The expected output is the first line of the data below and every line after it, up to and including the line containing "pub mod catalog;", each reproduced exactly.
- Opening Delimiter -
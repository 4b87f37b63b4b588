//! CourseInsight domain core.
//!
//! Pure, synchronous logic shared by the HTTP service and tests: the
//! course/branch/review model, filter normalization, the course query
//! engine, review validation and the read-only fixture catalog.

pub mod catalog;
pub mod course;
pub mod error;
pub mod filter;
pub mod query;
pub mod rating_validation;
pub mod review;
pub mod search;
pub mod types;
- Closing Delimiter -
- [EXERCISE ANSWER]:
repository 4b87f37b63b4b588
//! CourseInsight domain core.
//!
//! Pure, synchronous logic shared by the HTTP service and tests: the
//! course/branch/review model, filter normalization, the course query
//! engine, review validation and the read-only fixture catalog.

pub mod catalog;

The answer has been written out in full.